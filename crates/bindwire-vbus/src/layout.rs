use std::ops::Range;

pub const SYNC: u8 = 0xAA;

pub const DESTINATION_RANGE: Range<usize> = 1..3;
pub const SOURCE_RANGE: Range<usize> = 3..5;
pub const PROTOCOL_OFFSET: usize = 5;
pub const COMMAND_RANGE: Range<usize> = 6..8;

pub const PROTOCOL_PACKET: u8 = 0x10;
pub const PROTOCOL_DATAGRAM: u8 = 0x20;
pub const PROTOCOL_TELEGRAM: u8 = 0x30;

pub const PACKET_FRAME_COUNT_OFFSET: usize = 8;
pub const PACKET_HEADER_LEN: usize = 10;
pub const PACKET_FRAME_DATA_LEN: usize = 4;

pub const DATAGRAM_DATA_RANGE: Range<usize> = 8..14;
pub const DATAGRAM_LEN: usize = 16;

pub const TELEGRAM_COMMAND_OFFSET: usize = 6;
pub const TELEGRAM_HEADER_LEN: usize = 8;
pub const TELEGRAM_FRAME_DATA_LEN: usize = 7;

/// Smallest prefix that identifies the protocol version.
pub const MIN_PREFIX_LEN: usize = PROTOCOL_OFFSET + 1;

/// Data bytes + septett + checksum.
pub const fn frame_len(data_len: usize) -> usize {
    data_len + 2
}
========
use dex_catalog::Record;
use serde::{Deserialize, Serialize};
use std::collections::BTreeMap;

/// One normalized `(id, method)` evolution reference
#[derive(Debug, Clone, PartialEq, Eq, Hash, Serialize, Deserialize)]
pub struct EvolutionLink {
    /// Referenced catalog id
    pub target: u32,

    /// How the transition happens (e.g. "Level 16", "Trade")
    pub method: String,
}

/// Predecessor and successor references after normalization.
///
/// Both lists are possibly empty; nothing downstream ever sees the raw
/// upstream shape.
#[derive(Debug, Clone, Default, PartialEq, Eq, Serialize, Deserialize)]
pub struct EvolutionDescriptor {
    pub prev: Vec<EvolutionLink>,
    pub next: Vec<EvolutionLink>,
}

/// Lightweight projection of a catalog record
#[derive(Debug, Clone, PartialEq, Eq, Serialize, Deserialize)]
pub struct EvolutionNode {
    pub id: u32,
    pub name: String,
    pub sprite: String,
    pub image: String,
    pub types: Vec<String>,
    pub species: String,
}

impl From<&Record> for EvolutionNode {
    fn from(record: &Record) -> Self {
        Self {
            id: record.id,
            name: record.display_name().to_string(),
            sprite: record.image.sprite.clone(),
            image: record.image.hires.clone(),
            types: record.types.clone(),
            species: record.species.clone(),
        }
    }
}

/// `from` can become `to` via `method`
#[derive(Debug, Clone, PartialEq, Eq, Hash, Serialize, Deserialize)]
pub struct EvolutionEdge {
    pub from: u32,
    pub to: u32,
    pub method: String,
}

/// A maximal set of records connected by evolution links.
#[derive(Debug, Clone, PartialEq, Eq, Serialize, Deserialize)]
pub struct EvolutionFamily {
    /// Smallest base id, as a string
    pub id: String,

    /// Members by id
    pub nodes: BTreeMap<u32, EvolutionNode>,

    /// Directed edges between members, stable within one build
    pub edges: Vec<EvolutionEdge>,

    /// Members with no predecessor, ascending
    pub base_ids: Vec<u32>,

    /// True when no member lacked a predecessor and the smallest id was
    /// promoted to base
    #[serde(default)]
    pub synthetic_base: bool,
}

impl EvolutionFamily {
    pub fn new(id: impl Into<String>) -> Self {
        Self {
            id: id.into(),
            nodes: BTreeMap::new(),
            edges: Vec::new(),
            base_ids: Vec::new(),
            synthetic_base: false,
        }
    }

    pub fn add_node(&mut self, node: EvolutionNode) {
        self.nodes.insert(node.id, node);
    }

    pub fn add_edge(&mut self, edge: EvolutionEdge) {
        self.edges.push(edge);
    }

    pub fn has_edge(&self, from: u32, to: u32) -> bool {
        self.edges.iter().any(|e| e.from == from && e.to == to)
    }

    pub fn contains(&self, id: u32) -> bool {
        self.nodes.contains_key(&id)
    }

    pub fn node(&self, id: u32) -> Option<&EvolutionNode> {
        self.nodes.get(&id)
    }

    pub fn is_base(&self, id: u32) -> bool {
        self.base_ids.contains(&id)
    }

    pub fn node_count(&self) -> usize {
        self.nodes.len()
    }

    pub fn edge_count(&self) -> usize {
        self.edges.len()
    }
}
========
What lines of the material above include "sprite"? Copy each one.

    pub sprite: String,
            sprite: record.image.sprite.clone(),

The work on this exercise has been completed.